Data extract =
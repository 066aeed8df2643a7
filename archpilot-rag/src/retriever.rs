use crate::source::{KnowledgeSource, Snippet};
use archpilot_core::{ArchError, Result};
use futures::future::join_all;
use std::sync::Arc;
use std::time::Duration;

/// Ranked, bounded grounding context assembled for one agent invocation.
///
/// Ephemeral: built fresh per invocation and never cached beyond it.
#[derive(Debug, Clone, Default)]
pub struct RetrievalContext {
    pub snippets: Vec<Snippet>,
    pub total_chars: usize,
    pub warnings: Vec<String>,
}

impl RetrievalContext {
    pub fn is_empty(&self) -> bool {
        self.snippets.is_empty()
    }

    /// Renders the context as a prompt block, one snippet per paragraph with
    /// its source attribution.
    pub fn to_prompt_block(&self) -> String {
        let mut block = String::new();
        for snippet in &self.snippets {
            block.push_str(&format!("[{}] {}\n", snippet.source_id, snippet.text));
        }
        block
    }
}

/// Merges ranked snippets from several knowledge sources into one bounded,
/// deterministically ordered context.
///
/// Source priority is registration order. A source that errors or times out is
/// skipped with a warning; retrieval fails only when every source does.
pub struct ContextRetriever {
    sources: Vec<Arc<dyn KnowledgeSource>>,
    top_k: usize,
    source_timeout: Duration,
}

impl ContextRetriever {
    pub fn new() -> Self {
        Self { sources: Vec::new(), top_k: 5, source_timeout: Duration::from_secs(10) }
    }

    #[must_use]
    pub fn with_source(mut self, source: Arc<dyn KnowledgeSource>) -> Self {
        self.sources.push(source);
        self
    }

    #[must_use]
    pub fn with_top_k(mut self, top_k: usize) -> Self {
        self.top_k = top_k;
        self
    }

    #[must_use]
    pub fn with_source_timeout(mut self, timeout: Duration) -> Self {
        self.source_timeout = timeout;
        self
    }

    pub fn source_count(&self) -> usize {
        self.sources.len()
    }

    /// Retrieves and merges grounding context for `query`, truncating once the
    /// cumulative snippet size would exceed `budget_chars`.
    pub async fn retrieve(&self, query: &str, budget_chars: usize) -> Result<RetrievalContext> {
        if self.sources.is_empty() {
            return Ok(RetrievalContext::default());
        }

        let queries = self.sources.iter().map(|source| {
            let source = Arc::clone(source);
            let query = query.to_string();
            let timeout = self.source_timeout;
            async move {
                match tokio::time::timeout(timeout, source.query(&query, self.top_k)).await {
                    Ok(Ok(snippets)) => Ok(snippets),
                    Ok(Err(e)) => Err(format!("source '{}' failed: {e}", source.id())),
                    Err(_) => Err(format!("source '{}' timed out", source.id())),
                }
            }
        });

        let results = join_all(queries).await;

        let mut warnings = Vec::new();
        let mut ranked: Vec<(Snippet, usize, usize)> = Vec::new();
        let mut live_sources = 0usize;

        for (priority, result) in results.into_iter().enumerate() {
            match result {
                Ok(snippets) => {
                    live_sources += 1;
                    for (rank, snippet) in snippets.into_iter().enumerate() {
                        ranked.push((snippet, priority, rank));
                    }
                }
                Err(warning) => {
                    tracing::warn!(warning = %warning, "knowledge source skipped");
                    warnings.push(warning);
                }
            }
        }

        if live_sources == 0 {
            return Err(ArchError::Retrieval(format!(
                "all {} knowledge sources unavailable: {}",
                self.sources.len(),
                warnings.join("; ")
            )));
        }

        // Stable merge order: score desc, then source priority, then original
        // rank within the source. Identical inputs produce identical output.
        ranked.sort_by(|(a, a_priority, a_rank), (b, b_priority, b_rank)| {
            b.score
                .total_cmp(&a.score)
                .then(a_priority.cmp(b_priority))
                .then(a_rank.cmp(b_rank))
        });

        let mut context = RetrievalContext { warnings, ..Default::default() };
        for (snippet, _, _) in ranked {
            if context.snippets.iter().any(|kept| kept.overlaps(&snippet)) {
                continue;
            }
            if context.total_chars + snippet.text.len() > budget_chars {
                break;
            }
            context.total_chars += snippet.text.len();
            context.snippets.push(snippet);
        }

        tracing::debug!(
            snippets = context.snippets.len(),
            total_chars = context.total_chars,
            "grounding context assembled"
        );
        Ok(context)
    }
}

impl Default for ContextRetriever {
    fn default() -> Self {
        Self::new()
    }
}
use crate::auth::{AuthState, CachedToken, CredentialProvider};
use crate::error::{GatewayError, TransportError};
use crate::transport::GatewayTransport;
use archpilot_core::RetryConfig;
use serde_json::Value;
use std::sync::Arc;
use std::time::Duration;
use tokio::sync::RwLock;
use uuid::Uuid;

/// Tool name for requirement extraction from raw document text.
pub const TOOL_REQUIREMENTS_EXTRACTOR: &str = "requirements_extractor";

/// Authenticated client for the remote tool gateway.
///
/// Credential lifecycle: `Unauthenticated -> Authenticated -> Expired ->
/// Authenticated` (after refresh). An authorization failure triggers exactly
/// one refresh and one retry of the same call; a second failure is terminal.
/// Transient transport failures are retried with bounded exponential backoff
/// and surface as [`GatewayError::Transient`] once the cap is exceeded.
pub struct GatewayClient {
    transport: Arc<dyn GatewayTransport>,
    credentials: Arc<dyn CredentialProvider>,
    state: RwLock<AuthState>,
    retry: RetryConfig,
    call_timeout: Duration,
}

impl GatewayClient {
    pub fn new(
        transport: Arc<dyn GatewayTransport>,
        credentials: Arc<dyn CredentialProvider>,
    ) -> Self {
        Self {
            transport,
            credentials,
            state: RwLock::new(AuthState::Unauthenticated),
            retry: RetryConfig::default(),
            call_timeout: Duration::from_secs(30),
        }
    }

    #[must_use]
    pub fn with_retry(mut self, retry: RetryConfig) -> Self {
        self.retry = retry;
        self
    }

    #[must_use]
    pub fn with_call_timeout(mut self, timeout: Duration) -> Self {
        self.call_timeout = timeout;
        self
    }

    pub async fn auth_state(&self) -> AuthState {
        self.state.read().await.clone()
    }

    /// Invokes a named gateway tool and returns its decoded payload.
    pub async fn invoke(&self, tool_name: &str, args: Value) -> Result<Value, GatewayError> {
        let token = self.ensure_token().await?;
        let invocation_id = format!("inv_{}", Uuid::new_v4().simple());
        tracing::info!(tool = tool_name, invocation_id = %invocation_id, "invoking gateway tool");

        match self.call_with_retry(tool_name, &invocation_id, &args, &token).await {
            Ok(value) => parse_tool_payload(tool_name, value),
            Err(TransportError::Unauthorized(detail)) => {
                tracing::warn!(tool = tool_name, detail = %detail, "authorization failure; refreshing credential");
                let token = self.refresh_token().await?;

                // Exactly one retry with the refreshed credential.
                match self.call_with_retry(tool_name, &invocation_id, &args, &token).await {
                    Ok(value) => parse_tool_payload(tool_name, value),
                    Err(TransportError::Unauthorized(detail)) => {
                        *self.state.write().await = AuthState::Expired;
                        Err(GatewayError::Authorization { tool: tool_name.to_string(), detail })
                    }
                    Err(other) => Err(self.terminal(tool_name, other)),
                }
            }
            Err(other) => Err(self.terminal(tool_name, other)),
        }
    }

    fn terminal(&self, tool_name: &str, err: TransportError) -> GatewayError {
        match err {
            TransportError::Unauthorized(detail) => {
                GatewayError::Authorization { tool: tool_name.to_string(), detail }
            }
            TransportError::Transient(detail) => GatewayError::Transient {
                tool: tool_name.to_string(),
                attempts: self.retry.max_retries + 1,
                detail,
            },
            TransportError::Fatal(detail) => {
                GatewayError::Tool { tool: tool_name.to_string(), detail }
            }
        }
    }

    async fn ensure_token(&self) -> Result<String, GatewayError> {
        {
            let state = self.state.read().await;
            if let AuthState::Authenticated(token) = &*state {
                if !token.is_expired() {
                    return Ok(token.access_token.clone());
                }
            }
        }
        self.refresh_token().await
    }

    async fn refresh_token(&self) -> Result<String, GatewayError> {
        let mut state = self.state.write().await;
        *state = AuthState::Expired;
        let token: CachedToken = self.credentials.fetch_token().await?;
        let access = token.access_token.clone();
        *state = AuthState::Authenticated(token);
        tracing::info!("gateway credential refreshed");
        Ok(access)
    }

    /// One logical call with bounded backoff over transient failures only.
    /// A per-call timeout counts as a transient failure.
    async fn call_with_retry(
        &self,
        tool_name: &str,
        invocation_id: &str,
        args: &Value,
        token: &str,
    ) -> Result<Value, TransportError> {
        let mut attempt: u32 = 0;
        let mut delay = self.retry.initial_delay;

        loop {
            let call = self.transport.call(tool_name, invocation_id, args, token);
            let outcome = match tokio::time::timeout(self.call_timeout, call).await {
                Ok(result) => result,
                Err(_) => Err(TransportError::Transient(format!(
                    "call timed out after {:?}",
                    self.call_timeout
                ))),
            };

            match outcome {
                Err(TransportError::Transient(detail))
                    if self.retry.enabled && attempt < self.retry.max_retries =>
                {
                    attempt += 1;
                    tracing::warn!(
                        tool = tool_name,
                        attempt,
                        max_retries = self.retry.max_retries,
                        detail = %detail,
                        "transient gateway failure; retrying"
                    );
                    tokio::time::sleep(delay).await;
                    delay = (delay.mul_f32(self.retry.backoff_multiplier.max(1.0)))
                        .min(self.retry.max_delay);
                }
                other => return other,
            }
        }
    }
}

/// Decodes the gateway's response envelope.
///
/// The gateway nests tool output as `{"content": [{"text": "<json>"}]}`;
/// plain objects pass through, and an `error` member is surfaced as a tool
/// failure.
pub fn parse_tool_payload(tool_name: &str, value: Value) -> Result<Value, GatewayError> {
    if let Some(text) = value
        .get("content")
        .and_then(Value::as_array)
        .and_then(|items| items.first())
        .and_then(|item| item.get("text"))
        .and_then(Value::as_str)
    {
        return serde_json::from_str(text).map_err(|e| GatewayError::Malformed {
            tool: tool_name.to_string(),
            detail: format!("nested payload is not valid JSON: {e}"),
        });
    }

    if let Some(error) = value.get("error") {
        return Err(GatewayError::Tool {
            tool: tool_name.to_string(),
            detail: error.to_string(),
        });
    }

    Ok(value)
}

* * *

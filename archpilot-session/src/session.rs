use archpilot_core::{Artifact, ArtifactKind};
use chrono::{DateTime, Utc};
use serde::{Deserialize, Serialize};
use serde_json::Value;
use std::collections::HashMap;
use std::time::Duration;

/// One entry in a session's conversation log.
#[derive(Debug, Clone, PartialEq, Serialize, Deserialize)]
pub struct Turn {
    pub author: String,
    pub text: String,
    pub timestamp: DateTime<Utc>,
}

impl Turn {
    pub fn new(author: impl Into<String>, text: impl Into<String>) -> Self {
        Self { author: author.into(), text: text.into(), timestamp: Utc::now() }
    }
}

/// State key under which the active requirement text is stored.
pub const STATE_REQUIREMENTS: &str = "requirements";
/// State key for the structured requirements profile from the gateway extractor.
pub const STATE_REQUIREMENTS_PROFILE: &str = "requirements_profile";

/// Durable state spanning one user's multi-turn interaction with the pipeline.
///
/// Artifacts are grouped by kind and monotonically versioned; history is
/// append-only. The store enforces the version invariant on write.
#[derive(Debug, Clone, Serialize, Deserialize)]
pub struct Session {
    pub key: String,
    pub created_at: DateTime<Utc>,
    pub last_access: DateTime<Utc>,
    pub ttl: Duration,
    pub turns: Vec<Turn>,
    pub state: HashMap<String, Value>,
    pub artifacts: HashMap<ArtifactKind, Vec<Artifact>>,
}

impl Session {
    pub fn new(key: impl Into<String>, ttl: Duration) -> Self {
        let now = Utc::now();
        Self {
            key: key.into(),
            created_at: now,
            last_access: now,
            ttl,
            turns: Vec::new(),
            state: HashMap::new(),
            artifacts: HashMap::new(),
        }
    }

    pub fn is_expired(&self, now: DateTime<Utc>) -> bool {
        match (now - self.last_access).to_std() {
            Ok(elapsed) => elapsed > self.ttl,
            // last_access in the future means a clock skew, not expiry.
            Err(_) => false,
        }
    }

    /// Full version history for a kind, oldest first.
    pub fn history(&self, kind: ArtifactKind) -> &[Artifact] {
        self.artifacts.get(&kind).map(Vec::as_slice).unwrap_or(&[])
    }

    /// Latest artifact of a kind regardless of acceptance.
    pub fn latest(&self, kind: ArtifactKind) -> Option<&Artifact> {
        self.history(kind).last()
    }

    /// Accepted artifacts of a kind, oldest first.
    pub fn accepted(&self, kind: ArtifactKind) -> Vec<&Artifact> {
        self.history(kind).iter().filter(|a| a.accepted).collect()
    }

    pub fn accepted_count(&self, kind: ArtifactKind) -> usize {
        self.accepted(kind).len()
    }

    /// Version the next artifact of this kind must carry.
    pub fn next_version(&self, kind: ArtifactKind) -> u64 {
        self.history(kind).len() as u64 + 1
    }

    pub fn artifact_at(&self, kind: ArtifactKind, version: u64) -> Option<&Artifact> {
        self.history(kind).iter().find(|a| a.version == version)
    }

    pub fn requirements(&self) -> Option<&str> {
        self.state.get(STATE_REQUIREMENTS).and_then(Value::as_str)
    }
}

Your task =
In the records above, find the line with "pub fn is_empty(&self)"; write out exactly that line and each one after it, stopping after the line with "times out is".

Task response =
    pub fn is_empty(&self) -> bool {
        self.snippets.is_empty()
    }

    /// Renders the context as a prompt block, one snippet per paragraph with
    /// its source attribution.
    pub fn to_prompt_block(&self) -> String {
        let mut block = String::new();
        for snippet in &self.snippets {
            block.push_str(&format!("[{}] {}\n", snippet.source_id, snippet.text));
        }
        block
    }
}

/// Merges ranked snippets from several knowledge sources into one bounded,
/// deterministically ordered context.
///
/// Source priority is registration order. A source that errors or times out is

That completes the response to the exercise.